In 1953, Delta Sigma Theta purchased a national headquarters site located at 1814 M St. NW in Washington, D.C. In 1972, the sorority moved its headquarters to New Hampshire Ave. NW in Dupont Circle. The sorority headquarters is currently located at the property located at 1701, 1703, 1705, 1707, and 1709 New Hampshire Avenue, N.W. in the historic Dupont Circle neighborhood. In addition to serving as the national headquarters, the buildings house the Delta Research and Education Foundation (DREF), national staff and records, and equipment systems necessary to conduct Delta Sigma Theta's business.

=== National presidents ===

- Sadie Tanner Mossell Alexander 1919–1923
- Dorothy Pelham Beckley 1923–1926
- Ethel Lamay Calimese, 1926–1929
- Anna Johnson Julian, 1929–1931
- Gladys Byram Shepperd, 1931–1933
- Jeanette Triplett Jones, 1933–1935
- Vivian Osborne Marsh, 1935–1939
- Helen Elsie Austin, 1939–1944
- Mae Wright Downs Allen Peck Williams, 1944–1947
- Dorothy Irene Height, 1947–1956
- Dorothy Penman Harrison, 1956–1958
- Jeanne Laveta Noble, 1958–1963
- Geraldine Pittman Woods, 1963–1967
- Frankie Muse Freeman, 1967–1971
- Lillian Pierce Benbow, 1971–1975
- Thelma Thomas Daley, 1975–1979
- Mona Humphries Bailey, 1979–1983
- Elizabeth Hortense Golden Canady, 1983–1988
- Yvonne Kennedy, 1988–1992
- Bertha Maxwell Roddey, 1992–1996
- Marcia Louise Fudge, 1996–2000
- Gwendolyn Elizabeth Boyd, 2000–2004
- Louise Allen Rice, 2004–2008
- Cynthia Marie Antoinette Butler-McIntyre, 2008–2013
- Paulette C. Walker, 2013–2017
- Beverly Evans Smith, 2017–2021
- Cheryl Adrienne Hickmon, 2021–2022
- Elsie Cooke-Holmes, 2022–2025
- Cheryl W. Turner, 2025-Present

Delta Sigma Theta's seven regions

=== Regions ===
In 1925, the sorority began to organize its chapters into geographical regions. Initially, it created four regions: Eastern, Midwest, Far West, and Southern. Seven years later, the Central Region was established. In 1960, the Mid-Atlantic region was created. North and South Carolina left the Southern Region to become part of the new South Atlantic Region.

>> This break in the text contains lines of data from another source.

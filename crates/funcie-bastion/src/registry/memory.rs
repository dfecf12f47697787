use async_trait::async_trait;
use dashmap::DashMap;

use funcie_core::{Application, FuncieError, Result};

use super::ApplicationRegistry;

/// Process-local registry. Lost on restart.
#[derive(Default)]
pub struct MemoryApplicationRegistry {
    apps: DashMap<String, Application>,
}

impl MemoryApplicationRegistry {
    pub fn new() -> Self {
        Self {
            apps: DashMap::new(),
        }
    }

    pub fn len(&self) -> usize {
        self.apps.len()
    }

    pub fn is_empty(&self) -> bool {
        self.apps.is_empty()
    }
}

#[async_trait]
impl ApplicationRegistry for MemoryApplicationRegistry {
    async fn register(&self, application: Application) -> Result<()> {
        tracing::debug!(application = %application.name, endpoint = %application.endpoint, "registering application");
        self.apps.insert(application.name.clone(), application);
        Ok(())
    }

    async fn unregister(&self, name: &str) -> Result<()> {
        self.apps
            .remove(name)
            .map(|_| ())
            .ok_or_else(|| FuncieError::ApplicationNotFound(name.to_string()))
    }

    async fn get_application(&self, name: &str) -> Result<Application> {
        self.apps
            .get(name)
            .map(|r| r.value().clone())
            .ok_or_else(|| FuncieError::ApplicationNotFound(name.to_string()))
    }
}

Each of the seven regions is led by a regional director and a collegiate regional representative, who provides a voice for the sorority's college-based members. Regional conferences are held biennially, alternating with the years in which National Conventions are held.

== Programs ==
Delta Sigma Theta has provided assistance to address the challenges faced by people in the United States and internationally as well. Over the years, the sorority has established programs to provide and improve education, health care, and international development, and strengthen the African-American family.

===Five-Point ===
Delta Sigma Theta provides public service initiatives through the Five-Point Program Thrust. Delta Sigma Theta uses the Five-Point Programmatic Thrust as an organizing structure as it creates programs to benefit the African-American community. The Five-Point Programmatic Thrust was established in 1955.

1. Economic Development;
2. Educational Development;
3. International Awareness and Involvement;
4. Physical and Mental Health; and
5. Political Awareness and Involvement.

Each program's development and implementation operates cooperatively, coordinated by committees, the national executive board, and national headquarters staff. Leaders belonging to the Program Planning and Development Committee, Social Action Commission, Commission on Arts and Letters, Information and Communications Committee, Membership Services Committee, and Regional Officers also participate in developing programming to meet the Five-Point Programmatic Thrust.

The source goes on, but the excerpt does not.